MaryAnn explained how the cook stove was not only a cooking resource, but it was also a source of heat and hot water for the home.
“There was a reservoir [for water]. You could get it pretty hot. Not all of them, but most of them had cupboards or openings on top and warming ovens with the heat that would get up there. And if you wanted to make toast, you’d take the lid off and put it on a long-handled fork and hold it over the fire. That’s where I had toast in the morning before I went to high school,” she added, laughing.
She recalled that cooking on the cob-fired stove was not a casual affair.
“You know you had to stay right there. You couldn’t put something on the stove and then forget about it. No, you had to know. And then you had to carry the ashes out, too.”
Tragedy visited the Kack family farm yet again when a fatal farm accident took MaryAnn’s younger brother, Eugene. She was present with him at the time of the accident.
“It’s been a long time ago. I had to live with it. You know, I was very young. I think I got to the point where I knew that the Lord had forgiven me.”
But carrying such an experience was difficult and learning to forgive oneself is not an easy or quick process.
MaryAnn’s father remarried, so her step-mother was able to take up most of the homemaking responsibilities.
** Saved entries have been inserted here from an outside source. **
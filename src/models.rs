use serde::{Deserialize, Serialize};

/// A single day of practice. Keyed by `date`; saving is always an upsert,
/// so there is at most one entry per calendar day.
///
/// Serialized field names are camelCase to stay compatible with the
/// JSON interchange format used by import/export.
#[derive(Debug, Clone, Serialize, Deserialize)]
#[serde(rename_all = "camelCase")]
pub struct LedgerEntry {
    pub date: String, // ISO 8601: YYYY-MM-DD, local wall-clock day
    pub count: i64,
    #[serde(default)]
    pub notes: String,
    #[serde(default)]
    pub updated_at: String,
    /// True when this entry was synthesized as a placeholder for a day
    /// with no stored record. Never persisted.
    #[serde(skip)]
    pub is_empty: bool,
}

impl LedgerEntry {
    pub fn new(date: String, count: i64) -> Self {
        Self {
            date,
            count,
            notes: String::new(),
            updated_at: String::new(),
            is_empty: false,
        }
    }

    /// Placeholder for a day inside the recent window with no stored record.
    pub fn placeholder(date: String) -> Self {
        Self {
            date,
            count: 0,
            notes: String::new(),
            updated_at: String::new(),
            is_empty: true,
        }
    }
}

/// Entries for one calendar year with their running total. Derived, not persisted.
#[derive(Debug, Clone, Serialize, Deserialize)]
pub struct YearGroup {
    pub year: i32,
    pub year_total: i64,
    pub entries: Vec<LedgerEntry>,
}

/// The singleton vow of intent. Created once; a rewrite replaces `text`,
/// `context` and `updated_at` but preserves the original `date`.
#[derive(Debug, Clone, Serialize, Deserialize)]
pub struct Sankalpa {
    pub text: String,
    #[serde(default)]
    pub context: String,
    pub date: String, // date first established, never overwritten
    pub updated_at: String,
}

impl Sankalpa {
    pub fn new(text: String, context: String, today: String) -> Self {
        Self {
            text,
            context,
            date: today.clone(),
            updated_at: today,
        }
    }
}

/// Stored status of an annual reflection record. `Expired` is never stored;
/// it is derived from the window state at read time.
#[derive(Debug, Clone, Copy, PartialEq, Eq, Serialize, Deserialize)]
#[serde(rename_all = "lowercase")]
pub enum AntaryatraStatus {
    Pending,
    Recorded,
    Skipped,
}

impl AntaryatraStatus {
    pub fn as_str(&self) -> &'static str {
        match self {
            AntaryatraStatus::Pending => "pending",
            AntaryatraStatus::Recorded => "recorded",
            AntaryatraStatus::Skipped => "skipped",
        }
    }
}

impl std::str::FromStr for AntaryatraStatus {
    type Err = String;

    fn from_str(s: &str) -> Result<Self, Self::Err> {
        match s {
            "pending" => Ok(AntaryatraStatus::Pending),
            "recorded" => Ok(AntaryatraStatus::Recorded),
            "skipped" => Ok(AntaryatraStatus::Skipped),
            other => Err(format!("unknown antaryatra status: {other}")),
        }
    }
}

/// One annual reflection, keyed by year. Once the status reaches
/// `Recorded` or `Skipped` the record is sealed.
#[derive(Debug, Clone, Serialize, Deserialize)]
#[serde(rename_all = "camelCase")]
pub struct AntaryatraRecord {
    pub year: i32,
    pub status: AntaryatraStatus,
    #[serde(default)]
    pub text: String,
    pub recorded_on: String,
    /// Captured at write time, informational only.
    #[serde(default)]
    pub timezone: String,
}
This enabled MaryAnn to return to helping with more of the farm chores with her brother, Ted, and being able to better focus on being an upper elementary school student.
The nearby country school had always fascinated MaryAnn.
“The schoolhouse was right west of our farm place – that’s where the school was, District 6. We had a barn and there was a boys’ and a girls’ bathroom [outhouse].”
Maryann recalled with a chuckle that she was interested in the school from a tender age.
“When I was little and the older kids were in school, I would sneak down and holler into the air vent and the teacher would let me in. They said I was about 4 or 5. They didn’t have kindergarten then. And then she’d [the teacher] send one of the older kids home with me to make sure to get me back home.”
Maryann’s dad was a big supporter of the District 6 School. He served on the school board for years and provided physical support as well, including running water.
“That was from our farm. Like I said, my dad had [the windmill and water tank] and the water ran down there, too. They also had electricity from our farm. I don’t know if he got paid for that or if it was a donation or what. But I know we always had running water and we had a cistern – that was where the waste water went – right by the school.”
MaryAnn was full of smiles as she talked about her country school. It clearly occupied a special place in her memory. MaryAnn’s relationship with her principle teacher was also special.